EPA says VW intentionally violates clean-air standards

19 Sep 2015 | Author: | No comments yet »

EPA accuses Volkswagen of cheating Clean Air Act, orders recall.

Volkswagen has been ordered to recall almost 500,000 diesel cars by the United States government after it emerged that it had used computer software to cheat clean-air laws. Washington: The US Environmental Protection Agency said Friday that Volkswagen intentionally skirted clean air laws by using a piece of software that enabled about 500,000 of its diesel cars to emit fewer smog-causing pollutants during testing than in real-world driving conditions. The violations carry potential fines of more than $35,000 per vehicle, which means the German automaker is on the hook for as much as $18 billion, plus the cost of retrofitting nearly 500,000 recalled vehicles. The cars employed a sophisticated software algorithm to detect when the car was undergoing official emissions testing and turn on full emissions controls only on that time.

When EPA and California demanded an explanation this month, Volkswagen admitted that cars contained “defeat devices” meant to trick official tests, the EPA said. “Our goal now is to ensure that the affected cars are brought into compliance, to dig more deeply into the extent and implications of Volkswagen’s efforts to cheat on clean air rules, and to take appropriate further action,” said Richard Corey, executive officer at the California Air Resources Board. Volkswagen said it had received notice of an investigation “related to certain emissions compliance matters” from the EPA, the California board and the Justice Department. Under normal driving conditions, however, the emission controls fall away, according to regulators, and the vehicles emit nitrogen oxides at 10 to 40 times the legal limit.
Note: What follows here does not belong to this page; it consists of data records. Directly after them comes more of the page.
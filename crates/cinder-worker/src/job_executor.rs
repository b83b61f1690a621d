// JobExecutor: drives one job run through
// Pending -> Preparing -> Running -> {Succeeded | Failed | Aborted}
// and always produces exactly one JobResult.

use crate::cache::{CacheError, CacheKey, CacheStore, Snapshot};
use crate::environment::Environment;
use crate::step_runner::StepRunner;
use crate::steps_runner::{StepsRunner, StepsTermination};
use cinder_common::constants::variables;
use cinder_common::workflow::{CachePolicy, Job};
use cinder_common::{
    CacheStatus, Event, EventKind, FailureReason, JobLogWriter, JobResult, StepFailure,
};
use cinder_sdk::TraceWriter;
use serde::Serialize;
use std::collections::BTreeMap;
use std::fmt;
use std::path::PathBuf;
use std::sync::Arc;
use std::time::{Duration, Instant};
use tokio_util::sync::CancellationToken;
use uuid::Uuid;

/// Lifecycle of one job run.
#[derive(Debug, Clone, Copy, PartialEq, Eq, Serialize)]
#[serde(rename_all = "snake_case")]
pub enum JobState {
    Pending,
    Preparing,
    Running,
    Succeeded,
    Failed,
    Aborted,
}

impl JobState {
    pub fn is_terminal(&self) -> bool {
        matches!(self, JobState::Succeeded | JobState::Failed | JobState::Aborted)
    }
}

impl fmt::Display for JobState {
    fn fmt(&self, f: &mut fmt::Formatter<'_>) -> fmt::Result {
        let s = match self {
            JobState::Pending => "Pending",
            JobState::Preparing => "Preparing",
            JobState::Running => "Running",
            JobState::Succeeded => "Succeeded",
            JobState::Failed => "Failed",
            JobState::Aborted => "Aborted",
        };
        f.write_str(s)
    }
}

#[derive(Debug, Clone)]
pub struct JobExecutorConfig {
    /// Parent of every per-run job directory.
    pub work_dir: PathBuf,
    /// Where `<run-id>/<job>.log` files go. `None` disables job logs.
    pub diag_dir: Option<PathBuf>,
    pub default_step_timeout: Duration,
    /// Leave job directories on disk after the run.
    pub keep_workspaces: bool,
}

/// Per-run inputs shared by every job of the run.
#[derive(Debug, Clone)]
pub struct JobRunContext {
    pub run_id: Uuid,
    pub event: Event,
    /// Checkout copied into each job workspace.
    pub source: Option<PathBuf>,
    pub workflow_env: BTreeMap<String, String>,
}

pub struct JobExecutor {
    config: JobExecutorConfig,
    cache: Arc<dyn CacheStore>,
    steps: StepsRunner,
    trace: Arc<dyn TraceWriter>,
}

/// What the preparing phase learned about the cache.
struct CacheLookup {
    status: CacheStatus,
    key: Option<CacheKey>,
}

impl JobExecutor {
    pub fn new(
        config: JobExecutorConfig,
        cache: Arc<dyn CacheStore>,
        step_runner: Arc<dyn StepRunner>,
        trace: Arc<dyn TraceWriter>,
    ) -> Self {
        Self {
            config,
            cache,
            steps: StepsRunner::new(step_runner, trace.clone()),
            trace,
        }
    }

    pub fn config(&self) -> &JobExecutorConfig {
        &self.config
    }

    /// Run `job` to a terminal state. Never fails: every problem ends up in
    /// the returned [`JobResult`].
    pub async fn execute(
        &self,
        job: &Job,
        context: &JobRunContext,
        cancel: CancellationToken,
    ) -> JobResult {
        let started = Instant::now();
        let mut state = JobState::Pending;
        self.transition(job, &mut state, JobState::Preparing);

        let mut env = match self.prepare(job, context).await {
            Ok(env) => env,
            Err(message) => {
                self.transition(job, &mut state, JobState::Failed);
                return JobResult::failure(
                    &job.name,
                    StepFailure::before_steps(FailureReason::EnvironmentSetup { message }),
                    0,
                    started.elapsed(),
                    CacheStatus::Disabled,
                );
            }
        };

        let lookup = match &job.cache {
            Some(policy) => match self.restore_cache(job, policy, &env).await {
                Ok(lookup) => lookup,
                Err(e) => {
                    self.trace
                        .error(&format!("[{}] Cache restore failed: {}", job.name, e));
                    self.transition(job, &mut state, JobState::Failed);
                    self.teardown(env).await;
                    return JobResult::failure(
                        &job.name,
                        StepFailure::before_steps(FailureReason::EnvironmentSetup {
                            message: format!("cache restore failed: {e}"),
                        }),
                        0,
                        started.elapsed(),
                        CacheStatus::Miss,
                    );
                }
            },
            None => CacheLookup {
                status: CacheStatus::Disabled,
                key: None,
            },
        };

        if cancel.is_cancelled() {
            self.transition(job, &mut state, JobState::Aborted);
            self.teardown(env).await;
            return JobResult::aborted(&job.name, None, 0, started.elapsed(), lookup.status);
        }

        let mut log = self.open_log(job, context);
        self.transition(job, &mut state, JobState::Running);
        let termination = self
            .steps
            .run(
                job,
                &mut env,
                self.config.default_step_timeout,
                cancel,
                log.as_mut(),
            )
            .await;

        let result = match termination {
            StepsTermination::Completed { steps } => {
                self.transition(job, &mut state, JobState::Succeeded);
                if let (Some(key), Some(policy)) = (&lookup.key, &job.cache) {
                    self.save_cache(job, key, policy, &env).await;
                }
                JobResult::success(&job.name, steps, started.elapsed(), lookup.status)
            }
            StepsTermination::Failed { failure, completed } => {
                self.transition(job, &mut state, JobState::Failed);
                JobResult::failure(&job.name, failure, completed, started.elapsed(), lookup.status)
            }
            StepsTermination::Cancelled { step, completed } => {
                self.transition(job, &mut state, JobState::Aborted);
                JobResult::aborted(&job.name, step, completed, started.elapsed(), lookup.status)
            }
        };

        if let Some(log) = log.as_mut() {
            log.write(&format!(
                "Job '{}' finished: {} in {:.1}s",
                job.name,
                result.outcome,
                result.duration.as_secs_f64()
            ));
            log.end();
        }

        self.teardown(env).await;
        result
    }

    fn transition(&self, job: &Job, state: &mut JobState, next: JobState) {
        self.trace
            .verbose(&format!("[{}] {} -> {}", job.name, state, next));
        if next.is_terminal() {
            self.trace.info(&format!("[{}] {}", job.name, next));
        }
        *state = next;
    }

    /// Build the isolated environment and seed its variables. Workflow env
    /// is overlaid by job env; the `CINDER_*` variables always win.
    async fn prepare(&self, job: &Job, context: &JobRunContext) -> Result<Environment, String> {
        let work_dir = self.config.work_dir.clone();
        let run_id = context.run_id;
        let name = job.name.clone();
        let source = context.source.clone();

        let mut env = tokio::task::spawn_blocking(move || {
            Environment::prepare(&work_dir, run_id, &name, source.as_deref())
        })
        .await
        .map_err(|e| format!("environment task failed: {e}"))?
        .map_err(|e| e.to_string())?;

        env.extend_vars(&context.workflow_env);
        env.extend_vars(&job.env);

        let workspace = env.workspace().to_string_lossy().into_owned();
        let temp = env.temp().to_string_lossy().into_owned();
        env.set_var(variables::CI, "true");
        env.set_var(variables::JOB, job.name.as_str());
        env.set_var(variables::RUN_ID, run_id.to_string());
        env.set_var(variables::WORKSPACE, workspace);
        env.set_var(variables::TEMP, temp);
        env.set_var(variables::EVENT_NAME, context.event.kind.as_str());
        env.set_var(variables::REF_NAME, context.event.branch.as_str());
        if context.event.kind == EventKind::PullRequest {
            if let Some(head) = &context.event.source_branch {
                env.set_var(variables::HEAD_REF, head.as_str());
            }
        }

        self.trace.verbose(&format!(
            "[{}] Workspace prepared at '{}'",
            job.name,
            env.workspace().display()
        ));
        Ok(env)
    }

    /// Derive the key from the freshly prepared workspace, then restore on a hit.
    async fn restore_cache(
        &self,
        job: &Job,
        policy: &CachePolicy,
        env: &Environment,
    ) -> Result<CacheLookup, CacheError> {
        let name = job.name.clone();
        let policy_owned = policy.clone();
        let workspace = env.workspace().to_path_buf();
        let key = tokio::task::spawn_blocking(move || {
            CacheKey::from_lock_state(&name, &policy_owned, &workspace)
        })
        .await??;

        match self.cache.get(&key).await? {
            Some(entry) => {
                let workspace = env.workspace().to_path_buf();
                let snapshot = entry.snapshot.clone();
                tokio::task::spawn_blocking(move || snapshot.restore(&workspace)).await??;
                self.trace.info(&format!(
                    "[{}] Cache hit for key {} ({} bytes, stored {})",
                    job.name,
                    key,
                    entry.snapshot.len(),
                    entry.created_at.to_rfc3339()
                ));
                Ok(CacheLookup {
                    status: CacheStatus::Hit,
                    key: Some(key),
                })
            }
            None => {
                self.trace
                    .info(&format!("[{}] Cache miss for key {}", job.name, key));
                Ok(CacheLookup {
                    status: CacheStatus::Miss,
                    key: Some(key),
                })
            }
        }
    }

    /// Snapshot the policy paths and store them. Failures never change the
    /// job outcome.
    async fn save_cache(
        &self,
        job: &Job,
        key: &CacheKey,
        policy: &CachePolicy,
        env: &Environment,
    ) {
        let workspace = env.workspace().to_path_buf();
        let paths = policy.paths.clone();
        let capture = tokio::task::spawn_blocking(move || Snapshot::capture(&workspace, &paths));
        let snapshot = match capture
            .await
            .map_err(CacheError::from)
            .and_then(|r| r)
        {
            Ok(snapshot) => snapshot,
            Err(e) => {
                self.trace
                    .warning(&format!("[{}] Failed to capture cache snapshot: {}", job.name, e));
                return;
            }
        };

        let size = snapshot.len();
        match self.cache.put(key, snapshot).await {
            Ok(()) => self.trace.info(&format!(
                "[{}] Saved cache {} ({} bytes) to {} store",
                job.name,
                key,
                size,
                self.cache.name()
            )),
            Err(e) => self
                .trace
                .warning(&format!("[{}] Failed to save cache {}: {}", job.name, key, e)),
        }
    }

    fn open_log(&self, job: &Job, context: &JobRunContext) -> Option<JobLogWriter> {
        let diag = self.config.diag_dir.as_ref()?;
        let folder = diag.join(context.run_id.as_simple().to_string());
        match JobLogWriter::new(&folder, &job.name) {
            Ok(log) => Some(log),
            Err(e) => {
                self.trace
                    .warning(&format!("[{}] Job log disabled: {:#}", job.name, e));
                None
            }
        }
    }

    async fn teardown(&self, env: Environment) {
        if self.config.keep_workspaces {
            self.trace.verbose(&format!(
                "[{}] Keeping job directory '{}'",
                env.job_name(),
                env.root().display()
            ));
            return;
        }
        let name = env.job_name().to_string();
        match tokio::task::spawn_blocking(move || env.teardown()).await {
            Ok(Ok(())) => {}
            Ok(Err(e)) => self
                .trace
                .warning(&format!("[{}] {}", name, e)),
            Err(e) => self
                .trace
                .warning(&format!("[{}] Teardown task failed: {}", name, e)),
        }
    }
}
Nitrogen oxide is a major component of smog, or ground-level ozone pollution and particulate matter, which has been linked to asthma attacks and serious respiratory illnesses. Frank O’Donnell, president of Clean Air Watch, an evrionmental campaign group, said: “The charges here are truly appalling: that Volkswagen knowingly installed software that produced much higher smog-forming emissions from diesel vehicles in the real world than in pre-sale tests.” Mr O’Donnell accused VW of “cheating not just car buyers but the breathing public.” He said the charges undercut industry rhetoric about “clean diesel” cars. Affected models include: Jetta (model years 2009-15); Beetle (model years 2009-15); Audi A3 (model years 2009-15); Golf (model years 2009-15); Passat (model years 2014-15). The Volkswagens likely perform better with the emissions controls defeated than they do with them on, said Aaron Bragman, Detroit bureau chief for the Cars.com automotive shopping and research site. It could take up to a year for VW to develop a recall plan, regulators said, and in the meantime owners are told to keep driving as usual — and keep checking the mail for a notice from VW.

Otherwise, he said, there would be no reason to have a setting that turns on the controls for tests and turns them off for regular driving. “Obviously it’s changing the way the engine operates somehow that may not be pleasing to consumers,” he said. “It would follow that it would put it into a very different feel in terms of operation of the vehicle.”